When it was time to close down the Denver Art Museum’s 50-year-old North (Gio Ponti) Building for an update, curators from all departments were asked to select an assortment of animals, as portrayed by artists ancient and modern — creatures mythical and realistic — in two and three dimensions: sculptures, paintings, textiles, ceramics. Objects range from ancient fierce dragon-like temple guards to Deborah Butterfield’s relaxed recent bronze life-sized horses — and all sorts of wondrous critters in between.
These were to be combined into a large exhibit called “Stampede,” filling both the third and fourth floors at the more recently constructed Hamilton Building.
In addition to delivering an astonishing assortment of creeping, flying, walking, swimming and just plain magical creatures, a sense of humor emerged. The resulting well-organized display is a delight for children and adults.
Objects are divided into categories; Horses, Tales de Fabulas, Posters, Domesticated, Sacred, Elemental, Transformed ...
The Horses category, for example, includes a group of three Butterfield horses that are especially popular with kids, according to Highlands Ranch docent Gene Neiges.
Families can make up a game up — “how many cats can you see?” — for instance. Neiges mentions an elusive one hidden in a “Whistler’s Mother” type of painting, which includes an image of a small painting on the wall depicting said feline. Another entertaining image is Georgia O’Keeffe’s painting of a cow, with head turned up and tongue sticking waay out. And, don’t miss Wenling Chen’s hilarious fiberglass procession, “Riding to Happiness (with 56 little pigs)!”

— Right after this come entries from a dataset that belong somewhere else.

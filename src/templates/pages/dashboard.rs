use crate::dataset::GroupBy;
use crate::domain::catalog::{HouseType, TOWNS};
use crate::domain::record::Slider;
use crate::domain::PropertyRecord;
use crate::geos::NG_STATES;
use crate::templates::{card, desktop_layout};
use maud::{html, Markup, PreEscaped};

pub struct DashboardVm<'a> {
    pub title: &'a str,
    pub sliders: [Slider; 4],
    /// Current selections; widget defaults on first load.
    pub record: PropertyRecord,
    /// Prediction card (or failure notice) when the form was submitted.
    pub result: Option<Markup>,
}

// Reads the chosen file in the browser and posts it as a raw CSV body.
const UPLOAD_SCRIPT: &str = r#"
async function uploadDataset(input) {
  const file = input.files[0];
  if (!file) return;
  const by = document.getElementById('group-by').value;
  const resp = await fetch('/dataset?by=' + encodeURIComponent(by), {
    method: 'POST',
    headers: { 'Content-Type': 'text/csv' },
    body: await file.text(),
  });
  document.getElementById('chart-area').innerHTML = await resp.text();
}
"#;

pub fn dashboard_page(vm: &DashboardVm) -> Markup {
    desktop_layout(
        vm.title,
        html! {
            main class="shell" {
                aside class="sidebar" {
                    (property_form(vm))
                }
                div {
                    section class="card" id="prediction" {
                        @match &vm.result {
                            Some(result) => (result),
                            None => p style="color: #6b7280;" {
                                "Adjust the property features and press Predict."
                            },
                        }
                    }
                    (dataset_card())
                }
            }
            script { (PreEscaped(UPLOAD_SCRIPT)) }
        },
    )
}

fn property_form(vm: &DashboardVm) -> Markup {
    let record = &vm.record;
    let values = [
        record.bedrooms,
        record.bathrooms,
        record.toilets,
        record.parking_space,
    ];

    html! {
        form
            action="/"
            method="get"
            hx-get="/predict"
            hx-target="#prediction"
            hx-trigger="change, submit"
        {
            h2 { "Property Features" }

            @for (slider, value) in vm.sliders.iter().zip(values) {
                div class="field" {
                    label for=(slider.name) {
                        (slider.label) ": "
                        output id=(format!("{}-value", slider.name)) { (value) }
                    }
                    input
                        type="range"
                        id=(slider.name)
                        name=(slider.name)
                        min=(slider.min)
                        max=(slider.max)
                        value=(value)
                        oninput=(format!("document.getElementById('{}-value').textContent = this.value", slider.name));
                }
            }

            div class="field" {
                label for="title" { "House Type" }
                select name="title" id="title" {
                    @for t in HouseType::ALL {
                        option value=(t.label()) selected[t == record.title] { (t.label()) }
                    }
                }
            }

            div class="field" {
                label for="town" { "Town" }
                select name="town" id="town" {
                    @for town in TOWNS {
                        option value=(town) selected[*town == record.town] { (town) }
                    }
                }
            }

            div class="field" {
                label for="state" { "State" }
                select name="state" id="state" {
                    @for state in NG_STATES {
                        option value=(state) selected[*state == record.state] { (state) }
                    }
                }
            }

            button type="submit" { "Predict" }
        }
    }
}

fn dataset_card() -> Markup {
    card(
        "Explore a dataset",
        html! {
            p {
                "Upload a CSV with a " code { "state" } " or " code { "town" }
                " column and a " code { "price Category" } " column."
            }
            div style="display: flex; gap: 10px; align-items: center;" {
                label for="group-by" { "Group by" }
                select id="group-by" name="by" {
                    option value=(GroupBy::Zone.as_param()) { "Geopolitical zone" }
                    option value=(GroupBy::Town.as_param()) { "Town" }
                }
                input type="file" accept=".csv,text/csv" onchange="uploadDataset(this)";
            }
            details style="margin-top: 12px;" {
                summary { "Or paste CSV" }
                form method="post" action="/dataset/export" {
                    select name="by" {
                        option value=(GroupBy::Zone.as_param()) { "Geopolitical zone" }
                        option value=(GroupBy::Town.as_param()) { "Town" }
                    }
                    textarea name="csv" rows="6" style="width: 100%;" placeholder="state,price Category" {}
                    button type="submit" hx-post="/dataset" hx-target="#chart-area" { "Plot" }
                    button type="submit" { "Download counts (.xlsx)" }
                }
            }
            div id="chart-area" style="margin-top: 16px;" {}
        },
    )
}
use crate::router::handle;
use crate::tests::utils::{body_string, fixed_state, get};

#[test]
fn dashboard_renders_form_with_defaults() {
    let state = fixed_state();

    let resp = handle(get("/"), &state).expect("Handler failed");
    assert_eq!(resp.status(), 200);

    let body = body_string(resp);
    assert!(body.contains("Nigerian House Price Prediction Dashboard"));
    assert!(body.contains("Property Features"));
    assert!(body.contains(r#"name="bedrooms""#));
    assert!(body.contains(r#"max="10""#));
    assert!(body.contains("Victoria Island (VI)"));
    assert!(body.contains("Semi Detached Bungalow"));
    assert!(body.contains("Explore a dataset"));
    // No prediction until the form is submitted.
    assert!(!body.contains("Estimated Price"));
}

#[test]
fn submitted_form_renders_prediction_inline() {
    let state = fixed_state();

    let resp = handle(
        get("/?bedrooms=4&bathrooms=4&toilets=5&parking_space=3&title=Detached+Duplex&town=Ikoyi&state=Lagos"),
        &state,
    )
    .expect("Handler failed");
    assert_eq!(resp.status(), 200);

    let body = body_string(resp);
    assert!(body.contains("₦12,345,678"));
    assert!(body.contains("Expensive"));
    assert!(body.contains(r#"<option value="Ikoyi" selected>"#));
}

#[test]
fn unknown_routes_are_404() {
    let state = fixed_state();
    let err = handle(get("/admin"), &state).unwrap_err();
    assert!(matches!(err, crate::errors::ServerError::NotFound));

    let resp = crate::responses::error_to_response(err);
    assert_eq!(resp.status(), 404);
    assert!(body_string(resp).contains("Error 404"));
}

#[test]
fn health_check() {
    let state = fixed_state();
    let resp = handle(get("/health"), &state).unwrap();
    assert_eq!(resp.status(), 200);
    assert_eq!(body_string(resp), "ok");
}
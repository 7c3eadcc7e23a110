use maud::{html, Markup};

pub mod bar_chart;
pub mod error;
pub mod prediction;

pub use bar_chart::dataset_result;
pub use error::error_page;
pub use prediction::{prediction_card, prediction_failed};

pub fn card(title: &str, body: Markup) -> Markup {
    html! {
        section class="card" {
            h2 { (title) }
            div class="card-body" {
                (body)
            }
        }
    }
}

/// Inline warning that leaves the rest of the page usable.
pub fn warning_notice(message: &str) -> Markup {
    html! {
        div class="notice warning" role="alert" {
            strong { "Warning: " } (message)
        }
    }
}
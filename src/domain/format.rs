// src/domain/format.rs

/// Render a price as whole currency units with thousands separators,
/// e.g. `12345678.9` with "₦" becomes "₦12,345,678". The fraction is
/// truncated, not rounded.
pub fn format_currency(value: f64, symbol: &str) -> String {
    let whole = value.trunc() as i64;
    let digits = whole.unsigned_abs().to_string();

    let mut grouped = String::with_capacity(digits.len() + digits.len() / 3);
    for (i, ch) in digits.chars().enumerate() {
        if i > 0 && (digits.len() - i) % 3 == 0 {
            grouped.push(',');
        }
        grouped.push(ch);
    }

    let sign = if whole < 0 { "-" } else { "" };
    format!("{sign}{symbol}{grouped}")
}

Images can range from an ancient ceramic Mexican “Standing Dog, Comala Style,” dated @ 300 B.C.-A.D. 300 and standing 10 inches tall to Kiki Smith’s fanciful near-life-sized “Genevieve and the May Wolf” to Joe Andoe’s huge, in-your-face painting, “Untitled. Horse in Landscape,” which greets one entering the exhibit. The Horses area also includes Chinese artist Xu Beliong’s ink on paper rendition of a horse — and a life-sized mounted Indian with beaded saddle.
Back to the whimsical, one smiles upon finding a piece purchased for the DAM from the delightful Nick Cave exhibit: “Untitled” (2013), with a rotund furry creature riding a teeter-totter. And Peter Gugger’s “Dog Barking at Two Women,” from the textile collection that has appeared around town on posters — and Elliot Erwitt’s photograph, “New York City 1974,” with a small dog on a leash and wearing a hat — and only the legs of its owners shown.

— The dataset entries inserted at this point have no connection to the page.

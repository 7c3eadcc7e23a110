// responses/xlsx.rs
use crate::errors::ServerError;
use crate::responses::ResultResp;
use astra::{Body, ResponseBuilder};

const XLSX_CONTENT_TYPE: &str = "application/vnd.openxmlformats-officedocument.spreadsheetml.sheet";

/// Send a finished workbook as a file download.
pub fn xlsx_response(workbook: Vec<u8>, filename: &str) -> ResultResp {
    ResponseBuilder::new()
        .status(200)
        .header("Content-Type", XLSX_CONTENT_TYPE)
        .header(
            "Content-Disposition",
            format!("attachment; filename=\"{filename}\""),
        )
        .header("Cache-Control", "no-store")
        .body(Body::from(workbook))
        .map_err(|_| ServerError::InternalError)
}
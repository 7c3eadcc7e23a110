//! Configuration file handling.
//!
//! Settings come from `dashboard.toml` (or the file passed with `--config`),
//! with every field defaulted, then command-line overrides on top.

use crate::errors::StartupError;
use serde::{Deserialize, Serialize};
use std::fs;
use std::path::{Path, PathBuf};

pub const DEFAULT_CONFIG_FILE: &str = "dashboard.toml";

/// Root configuration structure.
#[derive(Debug, Clone, Default, Serialize, Deserialize)]
pub struct Config {
    #[serde(default)]
    pub server: ServerConfig,

    #[serde(default)]
    pub models: ModelsConfig,

    #[serde(default)]
    pub inputs: InputsConfig,

    #[serde(default)]
    pub display: DisplayConfig,

    #[serde(default)]
    pub dataset: DatasetConfig,

    #[serde(default)]
    pub logging: LoggingConfig,
}

#[derive(Debug, Clone, Serialize, Deserialize)]
pub struct ServerConfig {
    /// Address to listen on.
    #[serde(default = "default_addr")]
    pub addr: String,

    /// Blocking worker threads. One keeps the dashboard strictly
    /// request-at-a-time.
    #[serde(default = "default_max_workers")]
    pub max_workers: usize,
}

impl Default for ServerConfig {
    fn default() -> Self {
        Self {
            addr: default_addr(),
            max_workers: default_max_workers(),
        }
    }
}

fn default_addr() -> String {
    "127.0.0.1:8501".to_string()
}

fn default_max_workers() -> usize {
    1
}

/// Which inference engine reads the model artifacts.
#[derive(Debug, Clone, Copy, PartialEq, Eq, Default, Serialize, Deserialize)]
#[serde(rename_all = "snake_case")]
pub enum Backend {
    /// JSON tree ensembles, evaluated in-process.
    #[default]
    Forest,
    /// XGBoost booster files scored through libxgboost. Needs the `xgboost`
    /// cargo feature.
    Xgboost,
}

/// Where the fitted model artifacts live.
#[derive(Debug, Clone, Serialize, Deserialize)]
pub struct ModelsConfig {
    #[serde(default)]
    pub backend: Backend,

    #[serde(default = "default_price_regressor")]
    pub price_regressor: PathBuf,

    #[serde(default = "default_category_classifier")]
    pub category_classifier: PathBuf,

    /// Column layout the boosters were fitted on. Unused by `forest`, whose
    /// artifacts carry their own vocabulary.
    #[serde(default = "default_feature_layout")]
    pub feature_layout: PathBuf,
}

impl Default for ModelsConfig {
    fn default() -> Self {
        Self {
            backend: Backend::default(),
            price_regressor: default_price_regressor(),
            category_classifier: default_category_classifier(),
            feature_layout: default_feature_layout(),
        }
    }
}

fn default_price_regressor() -> PathBuf {
    PathBuf::from("models/price_regressor.json")
}

fn default_category_classifier() -> PathBuf {
    PathBuf::from("models/category_classifier.json")
}

fn default_feature_layout() -> PathBuf {
    PathBuf::from("models/feature_layout.json")
}

#[derive(Debug, Clone, Serialize, Deserialize)]
pub struct InputsConfig {
    /// Upper bound of the parking-space slider (6 or 10 depending on the
    /// data the models were fitted on).
    #[serde(default = "default_parking_space_max")]
    pub parking_space_max: u8,
}

impl Default for InputsConfig {
    fn default() -> Self {
        Self {
            parking_space_max: default_parking_space_max(),
        }
    }
}

fn default_parking_space_max() -> u8 {
    10
}

#[derive(Debug, Clone, Serialize, Deserialize)]
pub struct DisplayConfig {
    #[serde(default = "default_title")]
    pub title: String,

    #[serde(default = "default_currency_symbol")]
    pub currency_symbol: String,
}

impl Default for DisplayConfig {
    fn default() -> Self {
        Self {
            title: default_title(),
            currency_symbol: default_currency_symbol(),
        }
    }
}

fn default_title() -> String {
    "Nigerian House Price Prediction Dashboard".to_string()
}

fn default_currency_symbol() -> String {
    "₦".to_string()
}

#[derive(Debug, Clone, Serialize, Deserialize)]
pub struct DatasetConfig {
    #[serde(default = "default_max_upload_bytes")]
    pub max_upload_bytes: usize,
}

impl Default for DatasetConfig {
    fn default() -> Self {
        Self {
            max_upload_bytes: default_max_upload_bytes(),
        }
    }
}

fn default_max_upload_bytes() -> usize {
    10 * 1024 * 1024
}

#[derive(Debug, Clone, Serialize, Deserialize)]
pub struct LoggingConfig {
    /// Used when `RUST_LOG` is not set.
    #[serde(default = "default_log_level")]
    pub level: String,
}

impl Default for LoggingConfig {
    fn default() -> Self {
        Self {
            level: default_log_level(),
        }
    }
}

fn default_log_level() -> String {
    "info".to_string()
}

impl Config {
    /// Load configuration from a TOML file.
    pub fn load(path: &Path) -> Result<Self, StartupError> {
        let content = fs::read_to_string(path).map_err(|source| StartupError::Read {
            path: path.to_path_buf(),
            source,
        })?;

        Self::from_toml(&content).map_err(|source| StartupError::Config {
            path: path.to_path_buf(),
            source,
        })
    }

    pub fn from_toml(content: &str) -> Result<Self, toml::de::Error> {
        toml::from_str(content)
    }

    /// Load `dashboard.toml` from the working directory if present.
    pub fn load_default() -> Result<Option<Self>, StartupError> {
        let path = Path::new(DEFAULT_CONFIG_FILE);
        if path.exists() {
            Self::load(path).map(Some)
        } else {
            Ok(None)
        }
    }

    /// Generate default configuration as a TOML string.
    pub fn default_toml() -> String {
        let header = "# House price dashboard configuration\n\n";
        match toml::to_string_pretty(&Config::default()) {
            Ok(body) => format!("{header}{body}"),
            Err(_) => header.to_string(),
        }
    }
}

A compelling one-minute film of a polar bear swimming is included in the “Elemental” collection, while Rick Barlow’s large painting in “Transformed” is called “Masquerade.” Under “Domesticated,” a visitor will find Robert Motherwell’s “Angus,” multiple black cattle spotted in a field, a Medieval procession that includes unicorns, a Mexican Colonial family with pets, the aforementioned O’Keeffe painting and a crude wooden ox cart. The variety seems endless and surely include items not previously displayed along with often-shown favorites.
Plan to spend a leisurely couple hours or more of discovery. Include with general admission.